Funnily enough, reading Kane's Crave, which was generally well-received by the critics I believe, didn't work for me at all. I just couldn't put the four voices together in a way that made them something greater than the sum of their parts. Presumably this works better in performance because on the page it appears almost juvenile in places. I hate to say this, because I'm uneasy about belittling any writer, and especially one as genuinely tormented and abundantly talented as Ms Kane, but I'm wondering if there is an element of self-indulgence in her work that compromises it. I think I feel the same way about Mark Ravenhill's Shopping and F**king which I read just after Blasted, as a way of getting myself to think through my responses to this sort of In-Yer-Face, Theatre of Extremes.

Gosh, I'm conflicted on this. Because it's obvious how talented these writers are, and how they are obviously telling us truths.

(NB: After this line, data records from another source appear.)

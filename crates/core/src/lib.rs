pub mod config;
pub mod types;

pub use config::{Config, ConfigError, LocalePolicy};
pub use types::{MediaType, TitleRecord};
pub mod ytdlp;

use std::path::{Path, PathBuf};

use thiserror::Error;

pub use ytdlp::YtDlpFetcher;

#[derive(Error, Debug)]
pub enum FetchError {
    #[error("failed to run yt-dlp: {0}")]
    Spawn(std::io::Error),
    #[error("yt-dlp exited with {status}: {stderr}")]
    Download { status: String, stderr: String },
}

/// Downloader configuration.
#[derive(Debug, Clone)]
pub struct FetcherConfig {
    pub ytdlp_path: PathBuf,
}

impl Default for FetcherConfig {
    fn default() -> Self {
        Self {
            ytdlp_path: PathBuf::from("yt-dlp"),
        }
    }
}

/// Terminal artifact of one resolution attempt. A failed download is an
/// outcome, not an error: it must never abort the rest of a batch.
#[derive(Debug, Clone, PartialEq, Eq)]
pub struct DownloadOutcome {
    pub success: bool,
    pub saved_path: Option<PathBuf>,
}

impl DownloadOutcome {
    pub fn failed() -> Self {
        Self {
            success: false,
            saved_path: None,
        }
    }

    /// 1 for a successful download, 0 otherwise.
    pub fn count(&self) -> u32 {
        if self.success { 1 } else { 0 }
    }
}

/// Something that can download a video into a path template.
#[async_trait::async_trait]
pub trait TrailerFetcher: Send + Sync {
    /// Download `video_id` into `template`, a path whose filename ends in
    /// an extension placeholder the downloader substitutes.
    async fn fetch(&self, video_id: &str, template: &Path) -> DownloadOutcome;
}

But it doesn't seem to me to be quite the Truth in the way that Frayn somehow manages in his theatre of distance, moderation and intelligence. And then there's this from the postscript to Afterlife that resonates for me: It (the financing of Reinhardt's Everyman) sounds more and more like the situation in the British (and the German) theatre today, which struggles piously to present plays about poverty and degradation to an audience not very closely acquainted with either - and which has to be subsidised by the charitable efforts of people on even more remote terms with them. Interesting, eh?

Monday, October 27, 2014

Down To Earth

I've had occasion to moan here before about the ghastly ordinariness of my dreams, but I think I reached a new low point last night. Somehow I managed to dream about being late to work on the actual Monday morning that awaited me on awakening. I was supposed to be doing a talk for the Year 4 students at 8.00 and I woke, in the dream, at 7.40 knowing I couldn't get there in time. And that was all. It didn't even have the interesting virtue of actually coming true. Drearily I awoke when I intended and did the talk as intended. All very quotidian - a word that appears to be in vogue amongst the kids at the moment.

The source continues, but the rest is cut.